Propositions likely to be sanctified concern general attitudes. These, serving as a general guide to behaviour, are often termed ‘values’. Sanctification of this kind of proposition has long been recognised by anthropologists and sociologists studying religion. Drennan noted that it is precisely this which Geertz (1957:426-427) is discussing when he said:

Religion, by fusing ethos and worldview, gives a set of social values what they perhaps most need to be coercive: an appearance of objectivity. In sacred rituals and myths, values are portrayed not as subjective human preferences but as the imposed conditions for life implicit in a world with a particular structure.

Closely related to the sanctification of values is the sanctification of persons and institutions. Drennan (1976) provided the example of this when a chief is said to be

descended from a god he is associated with ultimate sacred propositions, and some of the unquestionable nature of their legitimacy is imparted to his person; thereafter, whatever statements he may issue partake of this legitimacy. Also likely to be legitimised are ‘messages’ containing information that is either unverifiable or requires special

competence for verification. Statements of fact, therefore, that the receiver cannot verify at all (or cannot verify until after he has made his response) are likely to be sanctified. One of the most important types of message likely to receive sanctification concerns social conventions dealing with economic matters (e.g., the ways in which goods are distributed among members of a social group). As these may seem highly arbitrary, they are likely to be sanctified to “transform the arbitrary into the necessary” (Rappaport 1971b:35). Such messages may be either propositions concerning the social conventions or directives involved in execution, their nature varying on the level of control from which they are emanating.
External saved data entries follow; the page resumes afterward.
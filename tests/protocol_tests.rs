#![allow(
    clippy::unwrap_used,
    clippy::expect_used,
    clippy::panic,
    clippy::todo,
    clippy::unimplemented,
    clippy::indexing_slicing
)]
//! Wire-schema tests: status-message deserialization against fixture JSON,
//! lenient color decoding, slot-identifier parsing, and chat-line rendering.

use bingo_client::protocol::{slot_index, BingoColor, ColorSet, StatusMessage};
use bingo_client::BingoError;

// ════════════════════════════════════════════════════════════════════
// StatusMessage fixtures
// ════════════════════════════════════════════════════════════════════

#[test]
fn goal_message_from_fixture() {
    let json = r#"{
        "type": "goal",
        "player": { "name": "Alice", "color": "red" },
        "square": { "slot": "slot13", "name": "Collect 5 berries", "colors": "red blue" },
        "remove": false
    }"#;
    let msg: StatusMessage = serde_json::from_str(json).unwrap();
    assert_eq!(msg.kind, "goal");
    let square = msg.square.as_ref().unwrap();
    assert_eq!(square.slot, "slot13");
    assert_eq!(square.name, "Collect 5 berries");
    let colors = ColorSet::parse(&square.colors);
    assert!(colors.contains(BingoColor::Red));
    assert!(colors.contains(BingoColor::Blue));
}

#[test]
fn connection_message_from_fixture() {
    let json = r#"{
        "type": "connection",
        "event_type": "connected",
        "player": { "name": "Bob" }
    }"#;
    let msg: StatusMessage = serde_json::from_str(json).unwrap();
    assert_eq!(msg.kind, "connection");
    assert_eq!(msg.event_type.as_deref(), Some("connected"));
    assert!(msg.player.as_ref().unwrap().color.is_none());
}

#[test]
fn unknown_kind_is_preserved() {
    let json = r#"{ "type": "server-maintenance", "text": "back soon" }"#;
    let msg: StatusMessage = serde_json::from_str(json).unwrap();
    assert_eq!(msg.kind, "server-maintenance");
    assert_eq!(msg.text.as_deref(), Some("back soon"));
}

#[test]
fn minimal_message_needs_only_type() {
    let msg: StatusMessage = serde_json::from_str(r#"{ "type": "revealed" }"#).unwrap();
    assert_eq!(msg.kind, "revealed");
    assert!(msg.square.is_none());
    assert!(msg.player.is_none());
    assert!(!msg.remove);
}

// ════════════════════════════════════════════════════════════════════
// Color decoding
// ════════════════════════════════════════════════════════════════════

#[test]
fn color_list_decodes_known_tokens() {
    let colors = ColorSet::parse("red blue green");
    assert_eq!(colors.len(), 3);
    assert!(colors.contains(BingoColor::Red));
    assert!(colors.contains(BingoColor::Blue));
    assert!(colors.contains(BingoColor::Green));
}

#[test]
fn blank_token_decodes_to_empty_set() {
    assert!(ColorSet::parse("blank").is_empty());
}

#[test]
fn unknown_tokens_are_dropped_not_fatal() {
    let colors = ColorSet::parse("red chartreuse blue");
    assert_eq!(colors.len(), 2);
    assert!(colors.contains(BingoColor::Red));
    assert!(colors.contains(BingoColor::Blue));
}

#[test]
fn empty_and_whitespace_lists_decode_to_empty() {
    assert!(ColorSet::parse("").is_empty());
    assert!(ColorSet::parse("   ").is_empty());
}

#[test]
fn color_set_iterates_in_total_order() {
    let colors = ColorSet::parse("yellow red orange");
    let ordered: Vec<BingoColor> = colors.iter().collect();
    assert_eq!(
        ordered,
        vec![BingoColor::Orange, BingoColor::Red, BingoColor::Yellow]
    );
}

#[test]
fn color_serde_uses_lowercase_names() {
    let json = serde_json::to_string(&BingoColor::Navy).unwrap();
    assert_eq!(json, r#""navy""#);
    let color: BingoColor = serde_json::from_str(r#""teal""#).unwrap();
    assert_eq!(color, BingoColor::Teal);
}

// ════════════════════════════════════════════════════════════════════
// Slot identifiers
// ════════════════════════════════════════════════════════════════════

#[test]
fn slot_identifiers_map_to_zero_based_indices() {
    assert_eq!(slot_index("slot1").unwrap(), 0);
    assert_eq!(slot_index("slot13").unwrap(), 12);
    assert_eq!(slot_index("slot25").unwrap(), 24);
}

#[test]
fn malformed_slots_are_rejected() {
    for bad in ["", "slot", "slotXY", "cell5", "slot0", "slot26", "slot-3"] {
        assert!(
            matches!(slot_index(bad), Err(BingoError::MalformedSlot(_))),
            "expected MalformedSlot for {bad:?}"
        );
    }
}

// ════════════════════════════════════════════════════════════════════
// Chat-line rendering
// ════════════════════════════════════════════════════════════════════

fn parse(json: &str) -> StatusMessage {
    serde_json::from_str(json).unwrap()
}

#[test]
fn chat_message_renders_name_and_text() {
    let msg = parse(r#"{ "type": "chat", "player": { "name": "Alice" }, "text": "hi all" }"#);
    assert_eq!(msg.render().as_deref(), Some("Alice: hi all"));
}

#[test]
fn goal_message_renders_mark_and_clear() {
    let marked = parse(
        r#"{ "type": "goal", "player": { "name": "Bob" },
             "square": { "slot": "slot2", "name": "Find the key", "colors": "red" } }"#,
    );
    assert_eq!(marked.render().as_deref(), Some("Bob marked Find the key"));

    let cleared = parse(
        r#"{ "type": "goal", "player": { "name": "Bob" }, "remove": true,
             "square": { "slot": "slot2", "name": "Find the key", "colors": "blank" } }"#,
    );
    assert_eq!(cleared.render().as_deref(), Some("Bob cleared Find the key"));
}

#[test]
fn connection_message_renders_event() {
    let msg = parse(
        r#"{ "type": "connection", "event_type": "disconnected", "player": { "name": "Eve" } }"#,
    );
    assert_eq!(msg.render().as_deref(), Some("Eve disconnected"));
}

#[test]
fn color_change_renders_new_color() {
    let msg = parse(r#"{ "type": "color", "player": { "name": "Eve", "color": "purple" } }"#);
    assert_eq!(msg.render().as_deref(), Some("Eve changed color to purple"));
}

#[test]
fn messages_without_renderable_fields_render_nothing() {
    assert!(parse(r#"{ "type": "chat" }"#).render().is_none());
    assert!(parse(r#"{ "type": "goal" }"#).render().is_none());
    assert!(parse(r#"{ "type": "error" }"#).render().is_none());
    assert!(parse(r#"{ "type": "new-card" }"#).render().is_none());
}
For the social system to operate, Drennan saw it is necessary that those participating in ritual accept conventions and pattern their activities accordingly. He asked what it is that motivated them to do so, noting, for example, that even if an economic explanation is accepted to explain the emergence of administered society, it fails to explain the

emergence of the cognised models that enable such a system to operate. (In this context, and referring to the highlands of Mesoamerica, he said it seemed highly unlikely the people accepted that social conventions granting higher status to a restricted set of individuals and requiring that their directives be obeyed, because of realisation that it was necessary in order to maintain a system of economic symbiosis.) Conventions maintaining a social system include many relatively specific directives for behaviour, the relation of which to the overall maintenance of the social system is not intuitively obvious to the participants; neither are the large-scale social, economic or ecological advantages of the particular form of social organisation.

Since there is a large number of possible alternative social conventions, the advantages of which are not apt to be perceived by members of a group, those that seem arbitrary are not likely to be universally accepted. Furthermore, unless there is a high degree of acceptance of conventions and the specific messages concerned, group responses are unpredictable. Successful group operation depends on some minimum degree of orderliness or predictability; hence, to the extent that conventions seem arbitrary but orderliness is necessary, some mechanism for assuring the acceptance of the social conventions and the messages concerned with them is required (Rappaport 1971a:68; 1971b:32). Drennan maintained that where physical coercion is required to ensure this,

existence of an administrative structure capable of wielding a certain amount of power is implied arbitrary.

Rappaport (1971b:31) contended that messages emanating from higher levels of control are more abstract, and therefore likely to seem more arbitrary to those who receive them than those emanating from lower levels of control. This comes about because “the range of differences possible in the regulation of the components of a low-order system, such as a production system, is probably narrower than in higher-order systems”. It was noted earlier that a major source of the seeming arbitrariness of social conventions is the recognition of apparently equally feasible alternatives.